• _Task details_
Would you return the lines from the one that contains "self.inner.read_exact(&mut buf)?;" to the last line of the entries below, exactly and with nothing added?
Start of Provided data
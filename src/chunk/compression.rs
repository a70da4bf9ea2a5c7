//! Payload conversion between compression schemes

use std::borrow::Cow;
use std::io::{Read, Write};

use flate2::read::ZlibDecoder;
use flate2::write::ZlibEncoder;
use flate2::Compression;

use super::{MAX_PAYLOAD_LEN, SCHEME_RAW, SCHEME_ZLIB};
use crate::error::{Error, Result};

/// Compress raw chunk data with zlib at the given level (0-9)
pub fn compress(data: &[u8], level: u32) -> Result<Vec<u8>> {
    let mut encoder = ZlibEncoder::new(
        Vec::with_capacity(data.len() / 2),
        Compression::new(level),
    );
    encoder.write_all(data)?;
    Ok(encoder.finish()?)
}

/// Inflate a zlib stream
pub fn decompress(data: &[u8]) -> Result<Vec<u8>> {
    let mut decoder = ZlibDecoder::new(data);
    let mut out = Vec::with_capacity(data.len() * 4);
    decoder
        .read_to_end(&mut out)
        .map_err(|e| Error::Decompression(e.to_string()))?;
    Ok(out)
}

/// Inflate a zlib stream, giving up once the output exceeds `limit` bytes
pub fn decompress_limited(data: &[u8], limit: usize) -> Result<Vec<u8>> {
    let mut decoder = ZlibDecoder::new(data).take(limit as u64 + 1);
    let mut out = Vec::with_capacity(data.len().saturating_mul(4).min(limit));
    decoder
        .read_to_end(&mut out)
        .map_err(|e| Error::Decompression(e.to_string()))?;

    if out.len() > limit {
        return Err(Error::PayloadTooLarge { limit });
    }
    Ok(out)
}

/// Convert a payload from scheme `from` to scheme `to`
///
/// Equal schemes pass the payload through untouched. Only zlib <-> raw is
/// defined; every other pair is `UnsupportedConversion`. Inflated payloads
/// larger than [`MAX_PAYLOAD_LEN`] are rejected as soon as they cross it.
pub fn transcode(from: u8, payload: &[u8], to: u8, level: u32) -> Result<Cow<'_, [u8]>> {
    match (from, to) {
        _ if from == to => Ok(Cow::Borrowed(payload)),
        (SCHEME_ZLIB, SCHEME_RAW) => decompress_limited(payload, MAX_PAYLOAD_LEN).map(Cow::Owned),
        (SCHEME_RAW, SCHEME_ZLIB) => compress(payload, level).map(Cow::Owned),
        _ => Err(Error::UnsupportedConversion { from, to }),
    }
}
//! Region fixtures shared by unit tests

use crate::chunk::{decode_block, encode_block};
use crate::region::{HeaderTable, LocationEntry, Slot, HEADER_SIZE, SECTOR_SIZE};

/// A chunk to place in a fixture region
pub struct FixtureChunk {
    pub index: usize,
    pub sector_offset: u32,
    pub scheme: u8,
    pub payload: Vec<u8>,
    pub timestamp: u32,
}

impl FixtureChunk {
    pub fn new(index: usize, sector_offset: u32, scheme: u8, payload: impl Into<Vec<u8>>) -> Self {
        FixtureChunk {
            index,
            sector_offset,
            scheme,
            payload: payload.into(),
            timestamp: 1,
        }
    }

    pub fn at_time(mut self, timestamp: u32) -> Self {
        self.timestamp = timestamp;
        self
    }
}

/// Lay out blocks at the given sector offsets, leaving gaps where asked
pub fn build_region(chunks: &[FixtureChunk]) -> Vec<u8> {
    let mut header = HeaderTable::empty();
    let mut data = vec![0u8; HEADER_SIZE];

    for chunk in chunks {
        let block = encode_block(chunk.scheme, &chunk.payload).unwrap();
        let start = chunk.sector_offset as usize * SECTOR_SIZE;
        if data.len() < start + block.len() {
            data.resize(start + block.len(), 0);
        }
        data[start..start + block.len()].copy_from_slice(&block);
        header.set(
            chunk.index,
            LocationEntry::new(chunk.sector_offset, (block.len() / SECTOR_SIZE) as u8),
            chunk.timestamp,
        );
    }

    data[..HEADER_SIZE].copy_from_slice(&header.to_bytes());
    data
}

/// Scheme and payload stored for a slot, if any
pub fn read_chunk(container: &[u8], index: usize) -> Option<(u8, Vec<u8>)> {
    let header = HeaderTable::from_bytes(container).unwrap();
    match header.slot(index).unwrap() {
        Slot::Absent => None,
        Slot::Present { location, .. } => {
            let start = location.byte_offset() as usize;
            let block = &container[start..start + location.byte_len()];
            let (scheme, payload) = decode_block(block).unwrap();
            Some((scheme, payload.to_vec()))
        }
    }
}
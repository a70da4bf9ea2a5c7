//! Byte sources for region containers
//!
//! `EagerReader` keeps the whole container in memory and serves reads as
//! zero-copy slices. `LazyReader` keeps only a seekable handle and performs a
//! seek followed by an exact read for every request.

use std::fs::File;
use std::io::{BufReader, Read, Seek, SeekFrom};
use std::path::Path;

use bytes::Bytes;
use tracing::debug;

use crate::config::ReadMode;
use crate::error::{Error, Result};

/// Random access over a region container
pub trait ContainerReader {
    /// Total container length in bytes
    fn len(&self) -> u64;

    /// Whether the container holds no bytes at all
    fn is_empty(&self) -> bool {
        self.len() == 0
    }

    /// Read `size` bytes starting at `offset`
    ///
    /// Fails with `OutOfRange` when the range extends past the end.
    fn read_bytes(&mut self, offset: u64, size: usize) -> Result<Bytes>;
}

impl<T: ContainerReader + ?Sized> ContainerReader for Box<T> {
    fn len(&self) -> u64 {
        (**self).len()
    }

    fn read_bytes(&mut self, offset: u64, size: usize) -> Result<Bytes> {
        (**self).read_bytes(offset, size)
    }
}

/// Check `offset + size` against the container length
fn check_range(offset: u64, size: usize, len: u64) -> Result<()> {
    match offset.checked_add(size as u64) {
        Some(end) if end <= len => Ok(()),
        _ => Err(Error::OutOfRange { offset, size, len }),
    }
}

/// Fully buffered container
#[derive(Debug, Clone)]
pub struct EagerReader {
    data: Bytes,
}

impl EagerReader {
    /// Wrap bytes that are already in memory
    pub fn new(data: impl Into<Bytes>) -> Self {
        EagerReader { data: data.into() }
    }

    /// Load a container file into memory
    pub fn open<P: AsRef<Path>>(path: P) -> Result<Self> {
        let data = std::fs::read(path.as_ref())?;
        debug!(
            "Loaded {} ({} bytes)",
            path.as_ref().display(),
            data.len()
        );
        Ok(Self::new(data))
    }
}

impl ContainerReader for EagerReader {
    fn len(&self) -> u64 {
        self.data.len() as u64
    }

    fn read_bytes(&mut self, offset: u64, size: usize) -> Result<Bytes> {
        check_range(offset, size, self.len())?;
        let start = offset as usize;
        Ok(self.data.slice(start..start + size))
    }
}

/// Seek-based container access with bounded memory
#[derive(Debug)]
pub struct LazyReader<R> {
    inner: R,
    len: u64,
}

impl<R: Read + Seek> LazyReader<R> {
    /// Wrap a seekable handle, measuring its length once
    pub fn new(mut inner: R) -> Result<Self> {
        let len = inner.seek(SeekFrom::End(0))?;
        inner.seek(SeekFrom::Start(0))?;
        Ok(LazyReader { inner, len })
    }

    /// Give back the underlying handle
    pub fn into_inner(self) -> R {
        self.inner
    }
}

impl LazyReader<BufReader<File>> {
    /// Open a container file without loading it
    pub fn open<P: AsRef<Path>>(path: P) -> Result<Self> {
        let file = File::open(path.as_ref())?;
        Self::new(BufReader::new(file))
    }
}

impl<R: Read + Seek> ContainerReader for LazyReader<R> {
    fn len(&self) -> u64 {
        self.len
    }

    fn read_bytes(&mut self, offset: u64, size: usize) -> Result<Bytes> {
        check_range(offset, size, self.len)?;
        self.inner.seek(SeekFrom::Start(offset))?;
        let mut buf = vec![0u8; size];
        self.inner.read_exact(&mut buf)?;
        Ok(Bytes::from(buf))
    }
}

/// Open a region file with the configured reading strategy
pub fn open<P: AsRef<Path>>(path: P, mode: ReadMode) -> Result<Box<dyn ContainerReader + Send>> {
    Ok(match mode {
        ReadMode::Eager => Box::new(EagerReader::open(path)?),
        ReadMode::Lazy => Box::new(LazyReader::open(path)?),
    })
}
End of Provided data
• _Result_
        self.inner.read_exact(&mut buf)?;
        Ok(Bytes::from(buf))
    }
}

/// Open a region file with the configured reading strategy
pub fn open<P: AsRef<Path>>(path: P, mode: ReadMode) -> Result<Box<dyn ContainerReader + Send>> {
    Ok(match mode {
        ReadMode::Eager => Box::new(EagerReader::open(path)?),
        ReadMode::Lazy => Box::new(LazyReader::open(path)?),
    })
}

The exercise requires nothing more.